The major cause of a sore throat is viral infection (90%). The remainder are caused by bacterial infection. Some cases of pharyngitis are caused by irritation from agents such as pollutants or chemical substances.

Viral sore throats

These comprise about 90% of all infectious cases and can be a feature of many different types of viral infections.
  • Adenovirus - the most common of the viral causes. Typically the degree of neck lymph node enlargement is modest and the throat often does not appear red, although is very painful.
  • Orthomyxoviridae which cause influenza - present with rapid onset high temperature, headache and generalised ache. A sore throat may be associated.
  • Infectious mononucleosis ("glandular fever") caused by the Epstein-Barr virus. This may cause significant lymph gland swelling and an exudative tonsillitis with marked redness and swelling of the throat. The heterophile test can be used if this is suspected.
  • Herpes simplex virus can cause multiple mouth ulcers.
  • Measles
Bacterial sore throats
Group A Streptococcus

The most common bacterial agent is streptococcus. Unlike adenovirus, there tends to be greater generalised symptoms and more signs to find. Typically enlarged and tender lymph glands, with bright red inflamed and swollen throat, the patient may have a high temperature, headache, and aching muscles (myalgia) and joints (arthralgia). It may be impossible to distinguish between viral and bacterial causes of sore throat. Some immune-system meditated complications may occur:
  • Scarlet fever with its vivid rash, although the milder disease seen after the 1950's suggests that the bacteria may have mutated to less virulent illness and some doctors now call this scarlatina (literally a 'little scarlet fever')
  • Historically the most important complication was of the generalised inflammatory disorder of rheumatic fever which could later result in Rheumatic heart disease affecting the valves of the heart.

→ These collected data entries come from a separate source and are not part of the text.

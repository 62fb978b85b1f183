use super::*;

#[test]
fn no_command_is_none() {
    let cli = Cli::try_parse_from(["sift"]).expect("expected valid cli args");
    assert!(cli.command.is_none());
    assert!(cli.out.is_none());
}

#[test]
fn parses_images_with_repeated_feeds() {
    let cli = Cli::try_parse_from([
        "sift",
        "images",
        "--feed",
        "desk setup=feeds/desk.jsonl",
        "--feed",
        "plants=feeds/plants.jsonl",
    ])
    .expect("expected valid cli args");

    let Some(Commands::Images { feeds, target }) = cli.command else {
        panic!("unexpected command variant");
    };
    assert!(target.is_none());
    assert_eq!(feeds.len(), 2);
    assert_eq!(feeds[0].name, "desk setup");
    assert_eq!(feeds[0].path, PathBuf::from("feeds/desk.jsonl"));
    assert_eq!(feeds[1].name, "plants");
}

#[test]
fn parses_images_target_and_global_out() {
    let cli = Cli::try_parse_from([
        "sift",
        "images",
        "--feed",
        "plants=p.jsonl",
        "--target",
        "25",
        "--out",
        "/tmp/findings",
    ])
    .unwrap();
    assert_eq!(cli.out, Some(PathBuf::from("/tmp/findings")));
    assert!(matches!(
        cli.command,
        Some(Commands::Images {
            target: Some(25),
            ..
        })
    ));
}

#[test]
fn images_requires_a_feed() {
    assert!(Cli::try_parse_from(["sift", "images"]).is_err());
}

#[test]
fn images_rejects_feed_without_path() {
    assert!(Cli::try_parse_from(["sift", "images", "--feed", "plants"]).is_err());
}

#[test]
fn parses_posts_defaults() {
    let cli = Cli::try_parse_from(["sift", "posts", "--profile", "deskgoals=captures/desk.html"])
        .unwrap();
    assert!(matches!(
        cli.command,
        Some(Commands::Posts {
            target: None,
            include_single: false,
            ..
        })
    ));
}

#[test]
fn parses_posts_include_single() {
    let cli = Cli::try_parse_from([
        "sift",
        "posts",
        "--profile",
        "deskgoals=captures/desk.html",
        "--include-single",
    ])
    .unwrap();
    if let Some(Commands::Posts {
        ref profiles,
        include_single,
        ..
    }) = cli.command
    {
        assert!(include_single);
        assert_eq!(profiles[0].name, "deskgoals");
    } else {
        panic!("unexpected command variant");
    }
}

#[test]
fn parses_hook_with_max_length() {
    let cli = Cli::try_parse_from(["sift", "hook", "Why does this work?", "--max-length", "30"])
        .unwrap();
    assert!(matches!(
        cli.command,
        Some(Commands::Hook {
            ref text,
            max_length: Some(30),
        }) if text == "Why does this work?"
    ));
}

#[test]
fn parses_classify_dimensions() {
    let cli = Cli::try_parse_from(["sift", "classify", "1080", "1920"]).unwrap();
    assert!(matches!(
        cli.command,
        Some(Commands::Classify {
            width: 1080,
            height: 1920
        })
    ));
}

#[test]
fn classify_rejects_non_numeric_dimensions() {
    assert!(Cli::try_parse_from(["sift", "classify", "wide", "1920"]).is_err());
}

#[test]
fn parses_normalize_url() {
    let cli = Cli::try_parse_from([
        "sift",
        "normalize",
        "https://i.pinimg.com/236x/8a/06/c7/x.jpg",
    ])
    .unwrap();
    assert!(matches!(
        cli.command,
        Some(Commands::Normalize { ref url }) if url.ends_with("x.jpg")
    ));
}
pub mod categorize;
pub mod detect;
pub mod extract;
pub mod hook;
pub mod payload;

pub use categorize::{
    analyze_hook, categorize, classify_hook, classify_post, hook_components, primary_category,
    score_quality, CategoryRule, CATEGORY_RULES,
};
pub use detect::{is_multi_image, matched_signals, Signal, SIGNALS};
pub use extract::{extract_post, PostRules};
pub use hook::{extract_hook, DEFAULT_HOOK_LENGTH};
pub use payload::{extract_feed_items, extract_rehydration_data, FEED_PROBES};
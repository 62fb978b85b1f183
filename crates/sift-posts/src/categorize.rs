//! Rule-based hook categorization and quality scoring.

use std::collections::BTreeMap;
use std::sync::LazyLock;

use regex::Regex;
use sift_core::{
    ClassifiedPost, HookAnalysis, HookCategory, HookClassification, HookComponents, PostRecord,
};

/// One category, its weight, and its substring patterns (matched case-insensitively).
pub struct CategoryRule {
    pub category: HookCategory,
    pub weight: f64,
    pub patterns: &'static [&'static str],
}

/// Category rules in tie-break order.
pub const CATEGORY_RULES: &[CategoryRule] = &[
    CategoryRule {
        category: HookCategory::Question,
        weight: 1.5,
        patterns: &[
            r"^(what|why|how|when|where|who|which|can|do|does|did|is|are|will|would|should)",
            r"\?",
        ],
    },
    CategoryRule {
        category: HookCategory::Statement,
        weight: 1.0,
        patterns: &[r"^(i|you|we|they|this|that|here)", r"^[a-z]"],
    },
    CategoryRule {
        category: HookCategory::Story,
        weight: 1.3,
        patterns: &[
            r"^(once|yesterday|today|last|when i|story time|pov|imagine)",
            r"story",
            r"time",
        ],
    },
    CategoryRule {
        category: HookCategory::List,
        weight: 1.4,
        patterns: &[
            r"^(\d+|top|best|worst)",
            r"reasons?",
            r"ways?",
            r"things?",
            r"tips?",
        ],
    },
    CategoryRule {
        category: HookCategory::Challenge,
        weight: 1.2,
        patterns: &[
            r"challenge",
            r"try",
            r"can you",
            r"bet you",
            r"dare",
        ],
    },
    CategoryRule {
        category: HookCategory::Emotional,
        weight: 1.6,
        patterns: &[
            r"(never|always|everyone|no one|must|need)",
            r"!+$",
            r"[\x{1F631}\x{1F62D}\x{1F92F}\x{1F480}\x{1F525}]",
        ],
    },
    CategoryRule {
        category: HookCategory::Educational,
        weight: 1.3,
        patterns: &[
            r"learn",
            r"teach",
            r"explain",
            r"guide",
            r"tutorial",
            r"how to",
        ],
    },
    CategoryRule {
        category: HookCategory::Controversial,
        weight: 1.7,
        patterns: &[
            r"unpopular opinion",
            r"hot take",
            r"controversial",
            r"nobody talks about",
        ],
    },
];

static COMPILED_RULES: LazyLock<Vec<(HookCategory, f64, Vec<Regex>)>> = LazyLock::new(|| {
    CATEGORY_RULES
        .iter()
        .map(|rule| {
            let patterns = rule
                .patterns
                .iter()
                .map(|p| Regex::new(&format!("(?i){p}")).expect("valid category pattern"))
                .collect();
            (rule.category, rule.weight, patterns)
        })
        .collect()
});

static CAPS_RUN_RE: LazyLock<Regex> =
    LazyLock::new(|| Regex::new(r"[A-Z]{2,}").expect("valid caps regex"));
static TAG_RE: LazyLock<Regex> =
    LazyLock::new(|| Regex::new(r"[#@]\w+").expect("valid tag regex"));
static HASHTAG_RE: LazyLock<Regex> =
    LazyLock::new(|| Regex::new(r"#(\w+)").expect("valid hashtag regex"));
static MENTION_RE: LazyLock<Regex> =
    LazyLock::new(|| Regex::new(r"@(\w+)").expect("valid mention regex"));

const CURIOSITY_TRIGGERS: &[&str] = &[
    "secret", "reveal", "discover", "hidden", "truth", "nobody", "everyone", "shocking",
];
const URGENCY_WORDS: &[&str] = &[
    "now",
    "today",
    "quick",
    "fast",
    "immediately",
    "urgent",
    "limited",
    "hurry",
];
const CTA_VERBS: &[&str] = &[
    "follow", "like", "share", "comment", "watch", "swipe", "tap", "click",
];

/// Normalized category weights for a hook.
///
/// Each matching pattern adds its rule's weight; per-category totals are
/// capped at 1.0 and the non-zero ones renormalized to sum to 1.0. A hook
/// with no hits maps to `{general: 1.0}`; a blank hook to `{unknown: 1.0}`.
#[must_use]
pub fn categorize(hook: &str) -> BTreeMap<HookCategory, f64> {
    let hook = hook.trim();
    if hook.is_empty() {
        return BTreeMap::from([(HookCategory::Unknown, 1.0)]);
    }

    let mut scores: BTreeMap<HookCategory, f64> = BTreeMap::new();
    for (category, weight, patterns) in COMPILED_RULES.iter() {
        let hits = patterns.iter().filter(|re| re.is_match(hook)).count();
        if hits > 0 {
            #[allow(clippy::cast_precision_loss)]
            let raw = weight * hits as f64;
            scores.insert(*category, raw.min(1.0));
        }
    }

    if scores.is_empty() {
        return BTreeMap::from([(HookCategory::General, 1.0)]);
    }

    let total: f64 = scores.values().sum();
    for weight in scores.values_mut() {
        *weight /= total;
    }
    scores
}

/// Category with the highest weight; ties go to the earlier category.
#[must_use]
pub fn primary_category(weights: &BTreeMap<HookCategory, f64>) -> HookCategory {
    let mut best: Option<(HookCategory, f64)> = None;
    for (&category, &weight) in weights {
        if best.is_none_or(|(_, top)| weight > top) {
            best = Some((category, weight));
        }
    }
    best.map_or(HookCategory::Unknown, |(category, _)| category)
}

/// Surface features of a hook.
#[must_use]
pub fn analyze_hook(hook: &str) -> HookAnalysis {
    let lower = hook.to_lowercase();
    let word_count = hook.split_whitespace().count();

    let curiosity_hits = count_present(&lower, CURIOSITY_TRIGGERS);
    let urgency_words = count_present(&lower, URGENCY_WORDS);

    #[allow(clippy::cast_precision_loss)]
    let curiosity_score = (curiosity_hits as f64 / 3.0).min(1.0);
    #[allow(clippy::cast_precision_loss)]
    let clarity_score = if word_count == 0 {
        0.0
    } else {
        (10.0 / word_count as f64).min(1.0)
    };

    HookAnalysis {
        length: hook.chars().count(),
        word_count,
        has_emoji: hook.chars().any(is_emoji),
        has_caps: CAPS_RUN_RE.is_match(hook),
        has_punctuation: hook.contains(['!', '?']),
        has_numbers: hook.chars().any(|c| c.is_ascii_digit()),
        urgency_words,
        curiosity_score,
        clarity_score,
    }
}

/// Weighted quality score in `[0, 1]`.
#[must_use]
pub fn score_quality(hook: &str) -> f64 {
    quality_from_analysis(&analyze_hook(hook))
}

fn quality_from_analysis(analysis: &HookAnalysis) -> f64 {
    let emoji = if analysis.has_emoji { 1.0 } else { 0.5 };
    let caps = if analysis.has_caps { 1.0 } else { 0.5 };
    #[allow(clippy::cast_precision_loss)]
    let urgency = (analysis.urgency_words as f64 / 2.0).min(1.0);

    0.3 * analysis.curiosity_score
        + 0.3 * analysis.clarity_score
        + 0.1 * emoji
        + 0.1 * caps
        + 0.2 * urgency
}

/// Split a hook into opening, body and call to action.
#[must_use]
pub fn hook_components(hook: &str) -> HookComponents {
    let hashtags = HASHTAG_RE
        .captures_iter(hook)
        .map(|c| c[1].to_string())
        .collect();
    let mentions = MENTION_RE
        .captures_iter(hook)
        .map(|c| c[1].to_string())
        .collect();

    let clean = TAG_RE.replace_all(hook, "");
    let words: Vec<&str> = clean.split_whitespace().collect();
    let n = words.len();

    let opening = words[..n.min(3)].join(" ");
    let body = match n {
        0..=3 => String::new(),
        4..=5 => words[3..].join(" "),
        _ => words[3..n - 2].join(" "),
    };
    let call_to_action = if n > 5 {
        let tail = words[n - 2..].join(" ");
        let lower = tail.to_lowercase();
        if CTA_VERBS.iter().any(|verb| lower.contains(verb)) {
            tail
        } else {
            String::new()
        }
    } else {
        String::new()
    };

    HookComponents {
        opening,
        body,
        call_to_action,
        hashtags,
        mentions,
    }
}

/// Weights, primary category and quality score for a hook.
#[must_use]
pub fn classify_hook(hook: &str) -> HookClassification {
    let category_weights = categorize(hook);
    let primary_category = primary_category(&category_weights);
    HookClassification {
        category_weights,
        primary_category,
        quality_score: score_quality(hook),
    }
}

/// Attach the hook classification, analysis and components to a post.
#[must_use]
pub fn classify_post(post: PostRecord) -> ClassifiedPost {
    let classification = classify_hook(&post.hook);
    let analysis = analyze_hook(&post.hook);
    let components = hook_components(&post.hook);
    ClassifiedPost {
        post,
        classification,
        analysis,
        components,
    }
}

/// Vocabulary terms occurring anywhere in `lower`, each counted once.
fn count_present(lower: &str, vocabulary: &[&str]) -> usize {
    vocabulary.iter().filter(|term| lower.contains(*term)).count()
}

fn is_emoji(c: char) -> bool {
    matches!(
        u32::from(c),
        0x1F300..=0x1F5FF
            | 0x1F600..=0x1F64F
            | 0x1F680..=0x1F6FF
            | 0x1F900..=0x1F9FF
            | 0x2600..=0x27BF
    )
}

Antibiotics may reduce the incidence of this complication to under a third. However the incidence of rheumatic fever in developed-regions of the world remains low even though the use of antibiotics has been declining. This may be a result of a change in the prevalence of various strains of bacteria. In underdeveloped regions, untreated streptococcal infection can still give rise to rheumatic heart disease and may be due to environmental factors, or reflect a genetic predisposition of the patient to the disease.
  • Post-streptococcal glomerulonephritis is an inflammation of the kidney. It is disputed whether antibiotics might reduce the small risk of this or not.
  • Very rarely there may occur a secondary infection behind the tonsils which may cause a life-threatening septicaemia (Lemierre's syndrome).

Diphtheria is a potentially life threatening upper respiratory infection caused by Corynebacterium diphtheriae which has been largely eradicated in developed nations since the introduction of childhood vaccination programs, but is still reported in the Third World and increasingly in some areas in Eastern Europe. Antibiotics are effective in the early stages, but recovery is generally slow.


Without treatment most pharyngitis will settle spontaneously within a few days. The main focus of treatment is symptomatic. Specific treatment of pharyngitis will vary according to the cause. Antibiotics are only helpful when a bacterial infection is the cause of the sore throat.

Simple analgesics, especially NSAIDs (eg. ibuprofen), are usually effective at relieving a painful throat.